Application Life-Cycle

Stopping or Crashing a Live Database

Actually, a database is a passive collection of persisted data that can never be live on its own. But the managing thread accessing it can.

When an EmbeddedStorageManager is "started" it is actually just setup with all kinds of default and user-defined settings and definitions. What is actually "started" are the database managing threads that process storing and loading requests.

// Setup the database manager and start the managing threads
EmbeddedStorageManager storageManager = EmbeddedStorage.start();

Of course, for every start() method, there needs to be something like a shutdown() method.
So there is in MicroStream:

// Stop accessing the database
storageManager.shutdown();

But is it really necessary to call shutdown? Should it be? What if there’s an error and the process stops without calling shutdown()? Will that cause the database to become inconsistent, corrupted, maybe even destroyed?

The answer is: It wouldn’t be much of a database solution if a crash could cause any problem in the persisted data. MicroStream data-store is carefully designed in such a fashion that the process it runs in can simply vanish at any point in time and the persisted data will never be corrupted.

This is surprisingly simple and reliable to solve:
Whenever a .store() call returns, it is guaranteed that the data stored by it has been physically written to the underlying storage layer, usually a file system. Before that, there is no guarantee regarding written data at all. In fact, should the process die before the last byte has been written and secured, the next StorageManager initialization will recognize that and truncate the last partially written store. Either way, all the data that was guaranteed to be written will be consistently available after the next .start().

As a consequence, this safety mechanism makes an explicit .shutdown() call pretty much unnecessary. It doesn’t hurt, but it is effectively more-less the same as just calling System.exit(0);.

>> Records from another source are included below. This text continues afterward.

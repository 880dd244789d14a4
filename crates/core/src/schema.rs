//! Argument schema descriptors.
//!
//! A descriptor parses the untyped JSON arguments of a `ToolCall` into a typed
//! value and publishes the JSON schema the LLM sees. Validated arguments travel
//! through the registry as `ToolArgs`, which tools and argument transforms
//! downcast back to the concrete type.

use crate::error::ValidationError;
use schemars::JsonSchema;
use serde::de::DeserializeOwned;
use serde_json::{json, Map, Value};
use std::any::Any;
use std::fmt;
use std::marker::PhantomData;
use std::sync::Arc;

pub trait ArgsSchema: Send + Sync {
    fn validate(&self, raw: &Value) -> Result<ToolArgs, ValidationError>;
    fn json_schema(&self) -> Value;
}

/// Validated, type-erased tool arguments.
pub struct ToolArgs {
    value: Box<dyn Any + Send + Sync>,
    type_name: &'static str,
}

impl ToolArgs {
    pub fn new<T: Any + Send + Sync>(value: T) -> Self {
        Self {
            value: Box::new(value),
            type_name: std::any::type_name::<T>(),
        }
    }

    pub fn type_name(&self) -> &'static str {
        self.type_name
    }

    pub fn is<T: Any>(&self) -> bool {
        self.value.is::<T>()
    }

    pub fn downcast_ref<T: Any>(&self) -> Option<&T> {
        self.value.downcast_ref::<T>()
    }

    pub fn downcast_mut<T: Any>(&mut self) -> Option<&mut T> {
        self.value.downcast_mut::<T>()
    }

    /// Takes the concrete value out, handing `self` back on a type mismatch.
    pub fn into_inner<T: Any>(self) -> Result<T, Self> {
        let type_name = self.type_name;
        self.value
            .downcast::<T>()
            .map(|boxed| *boxed)
            .map_err(|value| Self { value, type_name })
    }
}

impl fmt::Debug for ToolArgs {
    fn fmt(&self, f: &mut fmt::Formatter<'_>) -> fmt::Result {
        f.debug_struct("ToolArgs")
            .field("type", &self.type_name)
            .finish_non_exhaustive()
    }
}

fn require_object(raw: &Value) -> Result<&Map<String, Value>, ValidationError> {
    raw.as_object().ok_or_else(|| {
        ValidationError::new(format!(
            "expected a JSON object of arguments, got {}",
            json_kind(raw)
        ))
    })
}

fn json_kind(value: &Value) -> &'static str {
    match value {
        Value::Null => "null",
        Value::Bool(_) => "a boolean",
        Value::Number(_) => "a number",
        Value::String(_) => "a string",
        Value::Array(_) => "an array",
        Value::Object(_) => "an object",
    }
}

/// Descriptor backed by a serde type; the published schema is derived with schemars.
pub struct TypedArgs<T> {
    _marker: PhantomData<fn() -> T>,
}

impl<T> TypedArgs<T>
where
    T: DeserializeOwned + JsonSchema + Send + Sync + 'static,
{
    pub fn new() -> Self {
        Self {
            _marker: PhantomData,
        }
    }

    pub fn shared() -> Arc<dyn ArgsSchema> {
        Arc::new(Self::new())
    }
}

impl<T> Default for TypedArgs<T>
where
    T: DeserializeOwned + JsonSchema + Send + Sync + 'static,
{
    fn default() -> Self {
        Self::new()
    }
}

impl<T> ArgsSchema for TypedArgs<T>
where
    T: DeserializeOwned + JsonSchema + Send + Sync + 'static,
{
    fn validate(&self, raw: &Value) -> Result<ToolArgs, ValidationError> {
        require_object(raw)?;
        let parsed: T = serde_path_to_error::deserialize(raw).map_err(|error| {
            let inner = error.inner().to_string();
            if error.path().iter().next().is_none() {
                ValidationError::new(inner)
            } else {
                let path = error.path().to_string();
                ValidationError::at(path.clone(), format!("{path}: {inner}"))
            }
        })?;
        Ok(ToolArgs::new(parsed))
    }

    fn json_schema(&self) -> Value {
        serde_json::to_value(schemars::schema_for!(T)).unwrap_or_else(|_| json!({"type": "object"}))
    }
}

/// Descriptor for tools that consume the raw argument object.
///
/// Validation only enforces the schema's top-level `required` list; the
/// arguments reach the tool as `Map<String, Value>`.
pub struct RawArgs {
    schema: Value,
}

impl RawArgs {
    pub fn new(schema: Value) -> Self {
        Self { schema }
    }

    pub fn shared(schema: Value) -> Arc<dyn ArgsSchema> {
        Arc::new(Self::new(schema))
    }

    fn required(&self) -> impl Iterator<Item = &str> {
        self.schema
            .get("required")
            .and_then(Value::as_array)
            .into_iter()
            .flatten()
            .filter_map(Value::as_str)
    }
}

impl ArgsSchema for RawArgs {
    fn validate(&self, raw: &Value) -> Result<ToolArgs, ValidationError> {
        let object = require_object(raw)?;
        if let Some(missing) = self.required().find(|field| !object.contains_key(*field)) {
            return Err(ValidationError::at(
                missing,
                format!("{missing}: missing required field"),
            ));
        }
        Ok(ToolArgs::new(object.clone()))
    }

    fn json_schema(&self) -> Value {
        self.schema.clone()
    }
}

#[cfg(test)]
mod tests {
    use super::*;
    use serde::Deserialize;

    #[derive(Debug, Deserialize, JsonSchema, PartialEq)]
    struct EchoArgs {
        text: String,
    }

    #[derive(Debug, Deserialize, JsonSchema)]
    struct QueryArgs {
        #[allow(dead_code)]
        filter: Filter,
    }

    #[derive(Debug, Deserialize, JsonSchema)]
    struct Filter {
        #[allow(dead_code)]
        limit: u32,
    }

    #[test]
    fn test_typed_args_parses() {
        let schema = TypedArgs::<EchoArgs>::new();
        let args = schema.validate(&json!({"text": "hi"})).unwrap();
        assert_eq!(
            args.into_inner::<EchoArgs>().unwrap(),
            EchoArgs { text: "hi".into() }
        );
    }

    #[test]
    fn test_typed_args_wrong_type_reports_field() {
        let schema = TypedArgs::<EchoArgs>::new();
        let err = schema.validate(&json!({"text": 123})).unwrap_err();
        assert_eq!(err.path.as_deref(), Some("text"));
        assert!(err.message.starts_with("text: invalid type"));
    }

    #[test]
    fn test_typed_args_nested_path() {
        let schema = TypedArgs::<QueryArgs>::new();
        let err = schema
            .validate(&json!({"filter": {"limit": "ten"}}))
            .unwrap_err();
        assert_eq!(err.path.as_deref(), Some("filter.limit"));
    }

    #[test]
    fn test_typed_args_missing_field() {
        let schema = TypedArgs::<EchoArgs>::new();
        let err = schema.validate(&json!({})).unwrap_err();
        assert!(err.message.contains("missing field `text`"));
    }

    #[test]
    fn test_non_object_rejected() {
        let schema = TypedArgs::<EchoArgs>::new();
        let err = schema.validate(&json!(["hi"])).unwrap_err();
        assert!(err.message.contains("got an array"));
    }

    #[test]
    fn test_typed_json_schema_lists_properties() {
        let schema = TypedArgs::<EchoArgs>::new().json_schema();
        assert_eq!(schema["properties"]["text"]["type"], "string");
        assert_eq!(schema["required"], json!(["text"]));
    }

    #[test]
    fn test_raw_args_required_fields() {
        let schema = RawArgs::new(json!({
            "type": "object",
            "properties": {"path": {"type": "string"}},
            "required": ["path"]
        }));
        let err = schema.validate(&json!({"other": 1})).unwrap_err();
        assert_eq!(err.path.as_deref(), Some("path"));

        let args = schema.validate(&json!({"path": "a.txt"})).unwrap();
        let map = args.downcast_ref::<Map<String, Value>>().unwrap();
        assert_eq!(map["path"], "a.txt");
    }

    #[test]
    fn test_into_inner_mismatch_returns_args() {
        let args = ToolArgs::new(5_u32);
        let args = args.into_inner::<String>().unwrap_err();
        assert!(args.is::<u32>());
        assert_eq!(args.type_name(), "u32");
    }
}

The only time when an explicit shutdown is really needed is, if the database managing threads shall be stopped but the application itself keeps running. For example, it is perfectly valid to start the StorageManager, work with the database, then stop it, maybe change some configuration or copy files or something like that and then start it up again to continue working.

In any other case, the shutdown method can be ignored and the live database can happily just be "killed" while running. It is specifically designed to withstand such a treatment.

Multiple Databases

Any live MicroStream database basically consists of three major parts:

  • A place where the persisted data is located. Usually a file system directory.

  • The managing threads accessing (read and write) the persisted data.

  • The EmbeddedStorageManager instance to use and control the database in the application.

Apart from a lot of internal components (configuration, processing logic, housekeeping state, etc.), that’s all there is. There is nothing special or "magic" about it, no static state, no global registration in the JVM process or something like that.

The consequence of this is:
If two EmbeddedStorageManager instances are started, each one with a different location for its persistend data, then the application has two live databases! If three or ten or 100 are started, then that’s the number of live databases the application has. There is no limit and no conflict between different databases inside the same application process. The only important thing is that no two running StorageManagers can access the same data location.